A few weeks ago, Pam Brooks loaned me her copy of the book Accused. As Pam promised, it was an absorbing book, and despite a full time job and a toddler, I finished it up earlier this week. The book is the autobiography of Tonya Craft, and specifically the events of her life in the years around her trial in Catoosa County. For those of you who may not be familiar with this story, or may not remember the details, Tonya Craft was an elementary school teacher in Chickamauga, Georgia, who was accused of violating three young girls, one of whom was her own daughter. After two years of fighting twenty-two counts against her, Mrs. Craft was acquitted on all charges. Now, I realize that there are two sides to every story, and I only read one side, but Tonya Craft’s experience surrounding these charges is not unlike that of the widow described in Jesus’ parable we heard just moments ago. Here is a woman who, according to her story, dealt with injustice at every turn, despite the fact that she spent two years and half a million dollars fighting the injustice she was facing. Things never went her way until the end of a lengthy trial when the jury declared, “Not guilty.” In the face of unrelenting injustice, she persisted in seeking true justice.

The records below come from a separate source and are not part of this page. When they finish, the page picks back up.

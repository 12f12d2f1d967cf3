//! Failure detection of the active master.
//!
//! Every `TM_WATCHDOG` the leader compares each member's last network
//! heartbeat and its disk slot timestamp against `TM_SLAVE`. Only a member
//! stale on both channels is recovered; a single stale channel is logged.

use std::collections::{BTreeMap, BTreeSet};

use tracing::{info, warn};

use cxm_proto::cluster::{MemberStatus, Mode, Role};
use cxm_proto::defaults::TM_SLAVE;
use cxm_proto::error::{CxmError, CxmResult};

use super::{Coordinator, Effect};

/// Outcome of one failure detection pass.
#[derive(Debug, Clone, PartialEq, Eq)]
pub enum Verdict {
    Healthy,
    /// Every other member is stale on a channel while we are not: we are
    /// the one cut off.
    SelfIsolated,
    /// Members stale on both channels.
    Failed(BTreeSet<String>),
}

/// Members stale on each channel.
#[derive(Debug, Clone, Default, PartialEq, Eq)]
pub struct FailedSets {
    pub net: BTreeSet<String>,
    pub disk: BTreeSet<String>,
}

/// Classify members by channel. Net members and disk slots must match.
pub fn failed_sets(
    now: i64,
    members: &MemberStatus,
    disk: &BTreeMap<String, i64>,
) -> CxmResult<FailedSets> {
    let limit = TM_SLAVE.as_secs() as i64;

    if !members.keys().eq(disk.keys()) {
        return Err(CxmError::Inconsistent(format!(
            "members {:?} do not match disk slots {:?}",
            members.keys().collect::<Vec<_>>(),
            disk.keys().collect::<Vec<_>>()
        )));
    }

    let mut sets = FailedSets::default();
    for (name, member) in members {
        if now - member.last_net_timestamp > limit {
            sets.net.insert(name.clone());
        }
    }
    for (name, ts) in disk {
        let offset = members.get(name).map_or(0, |m| m.clock_offset);
        if now - ts - offset > limit {
            sets.disk.insert(name.clone());
        }
    }
    Ok(sets)
}

/// Run one failure detection pass on behalf of `local`.
pub fn detect_failures(
    now: i64,
    local: &str,
    members: &MemberStatus,
    disk: &BTreeMap<String, i64>,
) -> CxmResult<Verdict> {
    let sets = failed_sets(now, members, disk)?;
    let total = members.len();

    if total > 0 && (sets.net.len() == total || sets.disk.len() == total) {
        return Err(CxmError::AllHeartbeatsLost);
    }

    // With two members, either one may be the isolated one.
    if total > 2 {
        let isolated =
            |set: &BTreeSet<String>| !set.contains(local) && set.len() == total - 1;
        if isolated(&sets.net) || isolated(&sets.disk) {
            return Ok(Verdict::SelfIsolated);
        }
    }

    let failed: BTreeSet<String> = sets.net.intersection(&sets.disk).cloned().collect();
    if failed.contains(local) {
        return Err(CxmError::Inconsistent(format!(
            "heartbeats of {} itself are stale",
            local
        )));
    }

    for name in sets.net.symmetric_difference(&sets.disk) {
        let channel = if sets.net.contains(name) { "network" } else { "disk" };
        warn!("coordinator: {} lost its {} heartbeat only", name, channel);
    }

    if failed.is_empty() {
        Ok(Verdict::Healthy)
    } else {
        Ok(Verdict::Failed(failed))
    }
}

impl Coordinator {
    pub(super) fn on_disk_scanned(&mut self, now: i64, result: CxmResult<BTreeMap<String, i64>>) {
        // Slots erased after this scan was issued may still be in it.
        self.scans_done += 1;
        let done = self.scans_done;
        let erased: Vec<String> = self
            .erasing
            .iter()
            .filter(|(_, issued)| **issued >= done)
            .map(|(name, _)| name.clone())
            .collect();
        self.erasing.retain(|_, issued| *issued > done);

        if self.role != Role::Active || self.mode == Mode::Panic {
            return;
        }
        let disk = match result {
            Ok(mut disk) => {
                for name in erased {
                    if !self.members.contains_key(&name) {
                        disk.remove(&name);
                    }
                }
                disk
            }
            Err(e) => {
                self.engage_panic(&format!("cannot read disk heartbeats: {}", e));
                return;
            }
        };

        match detect_failures(now, self.name(), &self.members, &disk) {
            Err(e) => self.engage_panic(&e.to_string()),
            Ok(Verdict::Healthy) => {}
            Ok(Verdict::SelfIsolated) => self.demote(),
            Ok(Verdict::Failed(nodes)) => {
                for node in nodes {
                    self.start_recovery(node);
                }
            }
        }
    }

    fn start_recovery(&mut self, node: String) {
        if !self.recovering.insert(node.clone()) {
            return;
        }
        warn!("coordinator: node {} failed, starting recovery", node);
        if self.mode == Mode::Normal {
            self.set_mode(Mode::Recovery);
        }

        let vms = self
            .members
            .get(&node)
            .map(|m| m.running_vms.iter().cloned().collect())
            .unwrap_or_default();
        let targets = self
            .members
            .keys()
            .filter(|name| !self.recovering.contains(*name))
            .cloned()
            .collect();
        self.emit(Effect::Recover {
            node,
            vms,
            targets,
        });
    }

    pub(super) fn on_recovery_done(&mut self, node: String, result: CxmResult<()>) {
        self.recovering.remove(&node);
        if self.role != Role::Active {
            warn!("recovery: {} finished after losing the master role", node);
            return;
        }

        match result {
            Ok(()) => {
                info!("recovery: node {} recovered, removing it from the cluster", node);
                self.members.remove(&node);
                self.erase_slot(node);
            }
            Err(e) => {
                self.engage_panic(&format!("recovery of {} failed: {}", node, e));
            }
        }

        if self.recovering.is_empty() && self.mode == Mode::Recovery {
            self.set_mode(Mode::Normal);
        }
    }
}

In many ways, Tonya Craft’s experience is the modern-day equivalent of the widow and the unjust judge in Jesus’ parable. A widow in Jesus’ day was essentially a nobody; she had no rights—no rights to work, no rights to lead, no rights to own property, and as a widow she would have had no one to support her. Widows were completely reliant on the generosity of the communities in which they lived; which is why widows (along with orphans) are often lifted up before the Jewish people as those in need of special care. So here is a woman with no rights, and no one to defend her, and as if that is not enough, she is facing some matter of great injustice. Though the specific issue is never named, it is obviously serious, as the woman appears before the judge if not daily, then probably at least weekly, trying to resolve the matter. This judge would not have been some highly educated and well-practiced lawyer like we have sitting on benches today. A judge in Jesus’ day was simply a well-respected elder in the community who people sought out to provide unbiased judgment in the midst of disagreements. But in this case, the judge seems to be a bit corrupt—by his own admission he “neither fears God nor respects people.” So despite clear demands from God to care for the widow, this judge seems to have little interest in offering justice to the widow.

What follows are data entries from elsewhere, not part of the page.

//! Cluster subcommands: state inspection and operator actions, all sent to
//! the local daemon.

use std::path::Path;
use std::time::{SystemTime, UNIX_EPOCH};

use tabled::{Table, Tabled};

use cxm_proto::cluster::{CoordinatorDump, MemberStatus, Migration, Mode, Role, StateInfo};
use cxm_proto::error::{CxmError, CxmResult};
use cxm_proto::rpc::{LocalRequest, Response};

use crate::common::{format_age, format_time, request};

// ---------------------------------------------------------------------------
// Table display types
// ---------------------------------------------------------------------------

#[derive(Tabled, Debug, PartialEq)]
struct MemberRow {
    #[tabled(rename = "Name")]
    name: String,
    #[tabled(rename = "Last heartbeat")]
    last_heartbeat: String,
    #[tabled(rename = "Clock offset")]
    clock_offset: i64,
    #[tabled(rename = "VMs")]
    vms: usize,
    #[tabled(rename = "Status")]
    status: String,
}

#[derive(Tabled)]
struct MigrationRow {
    #[tabled(rename = "#")]
    step: usize,
    #[tabled(rename = "VM")]
    vm: String,
    #[tabled(rename = "From")]
    from: String,
    #[tabled(rename = "To")]
    to: String,
}

fn member_rows(dump: &CoordinatorDump, now: i64) -> Vec<MemberRow> {
    let members: &MemberStatus = &dump.members;
    members
        .values()
        .map(|m| {
            let status = if dump.recovering.contains(&m.name) {
                "recovering"
            } else if dump.state.leader.as_deref() == Some(m.name.as_str()) {
                "master"
            } else {
                "ok"
            };
            MemberRow {
                name: m.name.clone(),
                last_heartbeat: format_age(now, m.last_net_timestamp),
                clock_offset: m.clock_offset,
                vms: m.running_vms.len(),
                status: status.to_string(),
            }
        })
        .collect()
}

fn migration_rows(plan: &[Migration]) -> Vec<MigrationRow> {
    plan.iter()
        .enumerate()
        .map(|(i, m)| MigrationRow {
            step: i + 1,
            vm: m.vm.clone(),
            from: m.from.clone(),
            to: m.to.clone(),
        })
        .collect()
}

fn unexpected(resp: Response) -> CxmError {
    CxmError::Malformed(format!("unexpected response {:?}", resp))
}

fn now() -> i64 {
    SystemTime::now()
        .duration_since(UNIX_EPOCH)
        .map(|d| d.as_secs() as i64)
        .unwrap_or(0)
}

// ---------------------------------------------------------------------------
// Command execution
// ---------------------------------------------------------------------------

pub async fn ping(socket: &Path) -> CxmResult<()> {
    match request(socket, LocalRequest::Ping).await? {
        Response::Pong => {
            println!("cxmd is running");
            Ok(())
        }
        other => Err(unexpected(other)),
    }
}

async fn state(socket: &Path) -> CxmResult<StateInfo> {
    match request(socket, LocalRequest::GetState).await? {
        Response::State(state) => Ok(state),
        other => Err(unexpected(other)),
    }
}

pub async fn status(socket: &Path) -> CxmResult<()> {
    let state = state(socket).await?;
    println!("Role:          {}", state.role);
    println!("Mode:          {}", state.mode);
    println!(
        "Master:        {}",
        state.leader.as_deref().unwrap_or("-")
    );
    println!(
        "Last election: {}",
        format_time(state.last_election_at.unwrap_or(0))
    );
    Ok(())
}

pub async fn dump(socket: &Path, json: bool) -> CxmResult<()> {
    let dump = match request(socket, LocalRequest::GetDump).await? {
        Response::Dump(dump) => dump,
        other => return Err(unexpected(other)),
    };

    if json {
        let text = serde_json::to_string_pretty(&dump)
            .map_err(|e| CxmError::Malformed(e.to_string()))?;
        println!("{}", text);
        return Ok(());
    }

    println!("Node {} in cluster {}", dump.node, dump.cluster);
    println!(
        "Role {}, mode {}, master {}",
        dump.state.role,
        dump.state.mode,
        dump.state.leader.as_deref().unwrap_or("-")
    );
    println!("Master last seen: {}", format_time(dump.last_leader_seen_at));
    if let Some(election) = dump.current_election {
        println!("Election {} ({} ballot(s))", election, dump.ballots.len());
    }
    println!();
    println!("{}", Table::new(member_rows(&dump, now())));
    Ok(())
}

pub async fn nodes(socket: &Path) -> CxmResult<()> {
    match request(socket, LocalRequest::ListNodes).await? {
        Response::Nodes(nodes) => {
            for node in nodes {
                println!("{}", node);
            }
            Ok(())
        }
        other => Err(unexpected(other)),
    }
}

/// Operator actions answered with a bare `Ok`.
pub async fn action(socket: &Path, req: LocalRequest, done: &str) -> CxmResult<()> {
    match request(socket, req).await? {
        Response::Ok => {
            println!("{}", done);
            Ok(())
        }
        other => Err(unexpected(other)),
    }
}

pub async fn balance(socket: &Path, dry_run: bool) -> CxmResult<()> {
    match request(socket, LocalRequest::Balance { dry_run }).await? {
        Response::Plan(None) => {
            println!("Current placement is already balanced");
            Ok(())
        }
        Response::Plan(Some(plan)) => {
            println!("{}", Table::new(migration_rows(&plan)));
            if dry_run {
                println!("Dry run, nothing migrated");
            } else {
                println!("{} migration(s) started", plan.len());
            }
            Ok(())
        }
        other => Err(unexpected(other)),
    }
}

/// Leaving while the master recovers a node would stop the recovery.
fn check_quit(state: &StateInfo, force: bool) -> CxmResult<()> {
    if !force && state.role == Role::Active && state.mode == Mode::Recovery {
        return Err(CxmError::InvalidParms(
            "this node is the master and a recovery is running, use --force".into(),
        ));
    }
    Ok(())
}

pub async fn quit(socket: &Path, force: bool) -> CxmResult<()> {
    let state = state(socket).await?;
    check_quit(&state, force)?;
    action(socket, LocalRequest::Quit, "cxmd is leaving the cluster").await
}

And here’s the key to this story—despite the judge’s repeated rulings against the widow, she persists in seeking justice. Remember, Luke introduces this parable with the statement, “Jesus was telling them a parable about their need to pray continuously and not to be discouraged.” Now, before we all hop on this bandwagon without giving it much thought, a few words of caution. We do “need to pray continuously and not be discouraged.” However, that does not mean we are always going to get what we are praying for. No matter how persistently we are praying for a 100ft houseboat, God’s really not concerned about that, so it’s probably not going to happen no matter how unrelenting we are. But I’m sure most of also have that experience where we have prayed fervently for some completely legitimate cause, only to feel as if those prayers go unanswered as well. We pray for a marriage on the rocks to hold together and it doesn’t. We pray for a child with cancer to be cured, but three months later she is gone. We pray for relief from the addiction, or anxiety, or depression that holds us captive, but no relief comes. The simple truth is, sometimes it will feel as our most persistent prayers go unanswered.

So what’s the message of this parable? Luke tells us it is about the importance of “pray[ing] continuously and not [getting] discouraged.” But if we know that some persistent prayers will never be answered, what’s the point, right? Well, I think that is precisely the point that Christ is trying to make. We must pray continuously. Even when it may seem as if our prayers are superfluous, even when it feels as if our prayers are accomplishing nothing, Christ says we must persist. And when we are disappointed, when God doesn’t “deliver” in the way we had hoped (or even prayed) for, Christ says still we must pray. That’s the first lesson of this parable, but there’s more. It’s one of the beautiful things about these parables Jesus told, they are multi-layered, often bring many messages in a single story.